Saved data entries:

>>>>

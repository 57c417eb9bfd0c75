//! Logging helpers that keep message bodies and raw link bytes on a single, bounded log line.

use std::fmt::Write;

const MAX_PREVIEW_CHARS: usize = 120;
const MAX_HEX_BYTES: usize = 32;

/// Escape a message body for single-line logging.
///
/// Newlines, carriage returns, tabs and backslashes are written as their escape
/// sequences, other control characters as `\xNN`. Bodies longer than
/// `MAX_PREVIEW_CHARS` characters are cut and end with an ellipsis.
pub fn escape_log(s: &str) -> String {
    let mut out = String::with_capacity(s.len().min(MAX_PREVIEW_CHARS) + 4);
    for (count, ch) in s.chars().enumerate() {
        if count == MAX_PREVIEW_CHARS {
            out.push('…');
            break;
        }
        match ch {
            '\\' => out.push_str("\\\\"),
            '\n' => out.push_str("\\n"),
            '\r' => out.push_str("\\r"),
            '\t' => out.push_str("\\t"),
            c if c.is_control() => {
                let _ = write!(out, "\\x{:02X}", c as u32);
            }
            c => out.push(c),
        }
    }
    out
}

/// Render link bytes as space separated hex, e.g. `0x22` or `00 01 ff (+3 more)`.
pub fn hex_bytes(data: &[u8]) -> String {
    if let [single] = data {
        return format!("0x{:02x}", single);
    }
    let mut out = data
        .iter()
        .take(MAX_HEX_BYTES)
        .map(|b| format!("{:02x}", b))
        .collect::<Vec<_>>()
        .join(" ");
    if data.len() > MAX_HEX_BYTES {
        let _ = write!(out, " (+{} more)", data.len() - MAX_HEX_BYTES);
    }
    out
}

<<<<

● **PROBLEM STATEMENT**
Return every record above exactly as written.

● **RESULT**
repository 57c417eb9bfd0c75
//! Logging helpers that keep message bodies and raw link bytes on a single, bounded log line.

use std::fmt::Write;

const MAX_PREVIEW_CHARS: usize = 120;
const MAX_HEX_BYTES: usize = 32;

/// Escape a message body for single-line logging.
///
/// Newlines, carriage returns, tabs and backslashes are written as their escape
/// sequences, other control characters as `\xNN`. Bodies longer than
/// `MAX_PREVIEW_CHARS` characters are cut and end with an ellipsis.
pub fn escape_log(s: &str) -> String {
    let mut out = String::with_capacity(s.len().min(MAX_PREVIEW_CHARS) + 4);
    for (count, ch) in s.chars().enumerate() {
        if count == MAX_PREVIEW_CHARS {
            out.push('…');
            break;
        }
        match ch {
            '\\' => out.push_str("\\\\"),
            '\n' => out.push_str("\\n"),
            '\r' => out.push_str("\\r"),
            '\t' => out.push_str("\\t"),
            c if c.is_control() => {
                let _ = write!(out, "\\x{:02X}", c as u32);
            }
            c => out.push(c),
        }
    }
    out
}

/// Render link bytes as space separated hex, e.g. `0x22` or `00 01 ff (+3 more)`.
pub fn hex_bytes(data: &[u8]) -> String {
    if let [single] = data {
        return format!("0x{:02x}", single);
    }
    let mut out = data
        .iter()
        .take(MAX_HEX_BYTES)
        .map(|b| format!("{:02x}", b))
        .collect::<Vec<_>>()
        .join(" ");
    if data.len() > MAX_HEX_BYTES {
        let _ = write!(out, " (+{} more)", data.len() - MAX_HEX_BYTES);
    }
    out
}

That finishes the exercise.